O caso do polêmico filme americano que causou uma onda de protestos violentos e morte, primeiro no Egito e depois no resto do mundo árabe e mulçumano, é um exemplo de uma expressão de liberdade que não se coaduna com a definição aqui exposta. A vontade de se fazer um filme ou uma charge que deboche dos sentimentos e crenças dos outros, que escarneça Maomé ou Jesus e seus seguidores, não é apenas possível como permissível nas nossas sociedades capitalistas e democráticas de direitos. Há muitos que defendem esse direito de se expressar livremente, doa a quem doer, morra quem morrer. Não importa! A livre expressão e o livre comércio são forças do progresso das democracias capitalistas e devem ser mantidas custe o que custar – mesmo que o custo seja a vida alheia.

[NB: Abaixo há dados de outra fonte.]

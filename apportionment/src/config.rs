// ********* Input data structures ***********

use std::error::Error;
use std::fmt::Display;

/// An administrative region and its population.
///
/// The population is expected to be positive. A population of zero is
/// tolerated: the region gets a zero weight and its ratios are reported as
/// absent.
#[derive(PartialEq, Debug, Clone)]
pub struct Region {
    pub name: String,
    pub population: f64,
}

impl Region {
    pub fn new(name: &str, population: f64) -> Region {
        Region {
            name: name.to_string(),
            population,
        }
    }
}

/// A region with the weight that the allocation rule derived from its population.
#[derive(PartialEq, Debug, Clone)]
pub struct WeightedRegion {
    pub region: Region,
    pub weight: f64,
}

// ******** Output data structures *********

/// The seats given to one region by an allocation run.
#[derive(PartialEq, Debug, Clone)]
pub struct AllocationRecord {
    pub region: String,
    pub population: f64,
    pub seats: u32,
}

/// The outcome of one allocation run.
///
/// The seats of the records always sum to `seats_total`.
#[derive(PartialEq, Debug, Clone)]
pub struct Allocation {
    pub rule: AllocationRule,
    pub seats_total: u32,
    pub records: Vec<AllocationRecord>,
}

impl Allocation {
    /// The identifier of this allocation, derived from the rule.
    pub fn label(&self) -> String {
        self.rule.label()
    }

    pub fn seats(&self) -> Vec<u32> {
        self.records.iter().map(|r| r.seats).collect()
    }
}

/// Fairness metrics of one region.
///
/// Ratios with a zero denominator are `None`.
#[derive(PartialEq, Debug, Clone)]
pub struct IndicatorRecord {
    pub region: String,
    pub population: f64,
    pub seats: u32,
    pub seats_share: Option<f64>,
    pub pop_share: Option<f64>,
    pub seats_per_million: Option<f64>,
    /// seats_share / pop_share. Above 1 means over-represented.
    pub elasticity: Option<f64>,
    pub seats_per_person: Option<f64>,
}

/// Aggregate statistics of one allocation.
#[derive(PartialEq, Debug, Clone)]
pub struct SummaryRecord {
    pub total_seats: u64,
    pub total_population: f64,
    /// Malapportionment index, in seats per million.
    pub malapportionment_index: Option<f64>,
    /// Gini coefficient of the seats per million distribution.
    pub gini: Option<f64>,
    pub mean_elasticity: Option<f64>,
    pub median_elasticity: Option<f64>,
    pub mean_seats_per_million: Option<f64>,
}

/// Per-region indicators and summary of one allocation.
#[derive(PartialEq, Debug, Clone)]
pub struct IndicatorTable {
    pub allocation: String,
    pub records: Vec<IndicatorRecord>,
    pub summary: SummaryRecord,
}

#[derive(PartialEq, Debug, Clone)]
pub struct ElasticitySummary {
    pub allocation: String,
    pub mean: Option<f64>,
    pub median: Option<f64>,
    pub p10: Option<f64>,
    pub p90: Option<f64>,
}

/// A non-baseline allocation compared with the strict proportional baseline.
#[derive(PartialEq, Debug, Clone)]
pub struct ComparativeRecord {
    pub allocation: String,
    pub elasticity_p10: Option<f64>,
    pub elasticity_p90: Option<f64>,
    /// Mean relative change of the seats per million.
    pub mrc: Option<f64>,
}

/// Errors that prevent an allocation run from completing.
#[derive(PartialEq, Debug, Clone)]
pub enum AllocationErrors {
    InvalidSeatTotal,
    InvalidWeight { index: usize, weight: f64 },
    InvalidRegionWeight { region: String, weight: f64 },
    ZeroTotalWeight,
    InvalidExponent { alpha: f64 },
    DuplicateRegion { region: String },
    InvalidPopulation { region: String, population: f64 },
}

impl Error for AllocationErrors {}

impl Display for AllocationErrors {
    fn fmt(&self, f: &mut std::fmt::Formatter<'_>) -> std::fmt::Result {
        match self {
            AllocationErrors::InvalidSeatTotal => {
                write!(f, "the total number of seats must be positive")
            }
            AllocationErrors::InvalidWeight { index, weight } => {
                write!(f, "invalid weight {} at position {}", weight, index)
            }
            AllocationErrors::InvalidRegionWeight { region, weight } => {
                write!(f, "invalid weight {} for region {}", weight, region)
            }
            AllocationErrors::ZeroTotalWeight => write!(f, "the sum of the weights is zero"),
            AllocationErrors::InvalidExponent { alpha } => {
                write!(f, "exponent {} is outside of (0, 1]", alpha)
            }
            AllocationErrors::DuplicateRegion { region } => {
                write!(f, "region {} is declared more than once", region)
            }
            AllocationErrors::InvalidPopulation { region, population } => {
                write!(f, "invalid population {} for region {}", population, region)
            }
        }
    }
}

// ********* Configuration **********

/// The apportionment rule.
///
/// - Proportional: seats proportional to population (Hamilton method).
/// - Degressive: seats proportional to population^alpha, with alpha in (0, 1].
/// Smaller alphas favor the small regions.
#[derive(PartialEq, Debug, Clone, Copy)]
pub enum AllocationRule {
    Proportional,
    Degressive { alpha: f64 },
}

impl AllocationRule {
    pub fn degressive(alpha: f64) -> Result<AllocationRule, AllocationErrors> {
        if alpha.is_finite() && alpha > 0.0 && alpha <= 1.0 {
            Ok(AllocationRule::Degressive { alpha })
        } else {
            Err(AllocationErrors::InvalidExponent { alpha })
        }
    }

    /// The allocation weight of a population under this rule.
    pub fn weight(&self, population: f64) -> f64 {
        match self {
            AllocationRule::Proportional => population,
            // Identity at 1 so that the run matches the proportional one exactly.
            AllocationRule::Degressive { alpha } if *alpha == 1.0 => population,
            AllocationRule::Degressive { alpha } => population.powf(*alpha),
        }
    }

    pub fn label(&self) -> String {
        match self {
            AllocationRule::Proportional => "proportional".to_string(),
            AllocationRule::Degressive { alpha } => format!("dp_alpha_{}", alpha),
        }
    }

    pub fn is_baseline(&self) -> bool {
        matches!(self, AllocationRule::Proportional)
    }
}

/// The parameters of a full apportionment run: one total, several rules.
#[derive(PartialEq, Debug, Clone)]
pub struct ApportionmentConfig {
    pub seats_total: u32,
    pub rules: Vec<AllocationRule>,
}

impl ApportionmentConfig {
    /// The exponents studied by default.
    pub const DEFAULT_ALPHAS: [f64; 5] = [0.4, 0.5, 0.6, 0.8, 0.9];

    /// The two legislature sizes under study.
    pub const LEGISLATURE_SIZES: [u32; 2] = [543, 888];

    /// The proportional baseline followed by one degressive rule per exponent.
    ///
    /// Invalid exponents are kept: they fail in their own run only.
    pub fn new(seats_total: u32, alphas: &[f64]) -> ApportionmentConfig {
        let mut rules = vec![AllocationRule::Proportional];
        rules.extend(
            alphas
                .iter()
                .map(|&alpha| AllocationRule::Degressive { alpha }),
        );
        ApportionmentConfig { seats_total, rules }
    }

    pub fn is_standard_size(&self) -> bool {
        ApportionmentConfig::LEGISLATURE_SIZES.contains(&self.seats_total)
    }
}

Em outro post de minha autoria (Humor Ousado) – https://secundo.wordpress.com/2011/10/12/humor-ousado/ – indaguei se é possível rir de tudo e respondi negativamente. Refaço a pergunta: é possível fazer piada de tudo? Sim, é evidente que sim. Contudo, tal piada pode provocar alegria ou, mesmo, ódio. Isto é, se a piada foi devidamente entendida ou que tenha feito sentido no meio em que fora contada. Somos livres para rir de tudo, mas não somos livres da nossa vontade de rir de tudo. Posso fazer piada de qualquer evento ou rir em qualquer situação, porém preciso estar cônscio de que minha piada e meu riso, depois de expressos, irão afetar positiva ou negativamente o(s) outro(s). Principalmente se vivo em mundo de liberdade assistida ou regida legalmente, como é caso das nossas democracias capitalistas.

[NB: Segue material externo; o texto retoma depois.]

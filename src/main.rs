use clap::Parser;
use log::{debug, warn};
use snafu::ErrorCompat;

mod apportion;
mod args;

use crate::args::Args;

fn main() {
    let args = Args::parse();

    let level = if args.verbose { "debug" } else { "info" };
    env_logger::Builder::from_env(env_logger::Env::default().default_filter_or(level)).init();
    debug!("args: {:?}", args);

    if let Err(e) = apportion::run(&args) {
        warn!("Error occured {:?}", e);
        eprintln!("An error occured: {}", e);
        let mut source = std::error::Error::source(&e);
        while let Some(s) = source {
            eprintln!("  caused by: {}", s);
            source = s.source();
        }
        if let Some(bt) = ErrorCompat::backtrace(&e) {
            eprintln!("trace: {}", bt);
        }
        std::process::exit(1);
    }
}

O filme americano que escarnece Maomé fora feito num país de ampla defesa das liberdades, o qual tem a uma estátua que é um símbolo da nação em homenagem ao tal conceito. A reação de protestos violentos contra o filme ocorreu em países que as liberdades são estreitamente assistidas pelo poder religioso e que não aceitam que seus símbolos de fé sejam escarnecidos. A vontade de debochar do outro, “atrasado”, “fanático” e, assim, não “civilizado” e sem “livre consciência” acarretou consequências trágicas. A liberdade de expressar a piada contra Maomé teve como consequência violência e morte oriundos daqueles que sentiram o direito de expressar livremente suas revoltas.

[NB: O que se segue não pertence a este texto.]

use log::{debug, warn};
use std::collections::HashMap;

use crate::config::*;
use crate::stats;

const PER_MILLION: f64 = 1_000_000.0;

/// One line of the table that joins the populations with an allocation.
#[derive(PartialEq, Debug, Clone)]
pub struct RegionSeats {
    pub region: String,
    pub population: f64,
    pub seats: u32,
}

/// The result of joining a population table with an allocation table.
#[derive(PartialEq, Debug, Clone)]
pub struct JoinedTable {
    /// In the order of the population table.
    pub rows: Vec<RegionSeats>,
    /// The regions that had no seats in the allocation. They are given 0 seats.
    pub unmatched: Vec<String>,
}

/// Joins populations and seats by region name.
///
/// Regions missing from the allocation are kept with 0 seats and a warning.
/// Seats given to regions that are unknown to the population table are ignored.
pub fn join_allocation(populations: &[Region], seats: &[(String, u32)]) -> JoinedTable {
    let seats_by_region: HashMap<&str, u32> =
        seats.iter().map(|(r, s)| (r.as_str(), *s)).collect();
    if seats_by_region.len() != seats.len() {
        warn!(
            "join_allocation: {} duplicated region entries in the allocation, keeping the last one",
            seats.len() - seats_by_region.len()
        );
    }
    let mut rows: Vec<RegionSeats> = Vec::new();
    let mut unmatched: Vec<String> = Vec::new();
    for r in populations.iter() {
        let seats = match seats_by_region.get(r.name.as_str()) {
            Some(s) => *s,
            None => {
                unmatched.push(r.name.clone());
                0
            }
        };
        rows.push(RegionSeats {
            region: r.name.clone(),
            population: r.population,
            seats,
        });
    }
    if !unmatched.is_empty() {
        warn!(
            "join_allocation: {} regions without an allocation, filling seats=0: {:?}",
            unmatched.len(),
            unmatched
        );
    }
    for (r, _) in seats.iter() {
        if !populations.iter().any(|p| p.name == *r) {
            debug!("join_allocation: ignoring seats of unknown region {:?}", r);
        }
    }
    JoinedTable { rows, unmatched }
}

impl From<&Allocation> for JoinedTable {
    fn from(allocation: &Allocation) -> JoinedTable {
        JoinedTable {
            rows: allocation
                .records
                .iter()
                .map(|r| RegionSeats {
                    region: r.region.clone(),
                    population: r.population,
                    seats: r.seats,
                })
                .collect(),
            unmatched: Vec::new(),
        }
    }
}

/// `num / denom`, absent when the denominator is zero or the result is not finite.
fn ratio(num: f64, denom: f64) -> Option<f64> {
    if denom == 0.0 {
        return None;
    }
    Some(num / denom).filter(|r| r.is_finite())
}

/// Computes the fairness indicators of an allocation.
///
/// Degenerate regions (no population, or no seats at all in the allocation)
/// get absent ratios, which the aggregates skip.
pub fn compute_indicators(allocation: &str, rows: &[RegionSeats]) -> IndicatorTable {
    let total_seats: u64 = rows.iter().map(|r| r.seats as u64).sum();
    let total_population: f64 = rows.iter().map(|r| r.population).sum();
    let seats_f = total_seats as f64;

    let records: Vec<IndicatorRecord> = rows
        .iter()
        .map(|r| {
            let seats = r.seats as f64;
            let seats_share = ratio(seats, seats_f);
            let pop_share = ratio(r.population, total_population);
            let elasticity = match (seats_share, pop_share) {
                (Some(ss), Some(ps)) => ratio(ss, ps),
                _ => None,
            };
            let record = IndicatorRecord {
                region: r.region.clone(),
                population: r.population,
                seats: r.seats,
                seats_share,
                pop_share,
                seats_per_million: ratio(seats, r.population / PER_MILLION),
                elasticity,
                seats_per_person: ratio(seats, r.population),
            };
            if record.elasticity.is_none() || record.seats_per_million.is_none() {
                debug!(
                    "compute_indicators: {}: degenerate metrics for region {:?}",
                    allocation, record
                );
            }
            record
        })
        .collect();

    let summary = summarize(&records, total_seats, total_population);
    debug!("compute_indicators: {}: summary: {:?}", allocation, summary);
    IndicatorTable {
        allocation: allocation.to_string(),
        records,
        summary,
    }
}

fn summarize(records: &[IndicatorRecord], total_seats: u64, total_population: f64) -> SummaryRecord {
    let malapportionment_index = ratio(total_seats as f64, total_population).map(|avg| {
        let deviations: f64 = records
            .iter()
            .filter_map(|r| r.seats_per_person)
            .map(|spp| (spp - avg).abs())
            .sum();
        0.5 * deviations * PER_MILLION
    });
    let spm: Vec<Option<f64>> = records.iter().map(|r| r.seats_per_million).collect();
    let elasticities: Vec<Option<f64>> = records.iter().map(|r| r.elasticity).collect();
    SummaryRecord {
        total_seats,
        total_population,
        malapportionment_index,
        gini: stats::gini(&spm),
        mean_elasticity: stats::mean(&elasticities),
        median_elasticity: stats::median(&elasticities),
        mean_seats_per_million: stats::mean(&spm),
    }
}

Quero deixar claro que a defesa de um cerceamento à liberdade de expressão não é a tônica aqui. Nem muito menos penso que tal direito deva ser suprimido. O que é um absurdo. Mas, defendo, sim, o dever ou a obrigação de sabermos conviver livremente. A vida social sempre vai depender de nossas vontades e intervenções e, às vezes, depende de cada um que algumas tristezas, protestos e mortes sejam evitadas por causa de quereres inconsequentes que condicionam as nossas liberdades de fazer o que se quer.

Referência bibliográfica

BARROS FILHO, Clóvis de. “O Aprendizado da escolha” in BARROS FILHO, Clóvis de. (org.). Trabalho e educação. São Paulo: Duetto Editorial, 2011 (Coleção Ética: pensar a vida e viver o pensamento)

*Sociólogo de formação e em formação (UECE, UFC) e estudioso da cultura humorística no Ceará, coisa própria do ser humano cearense.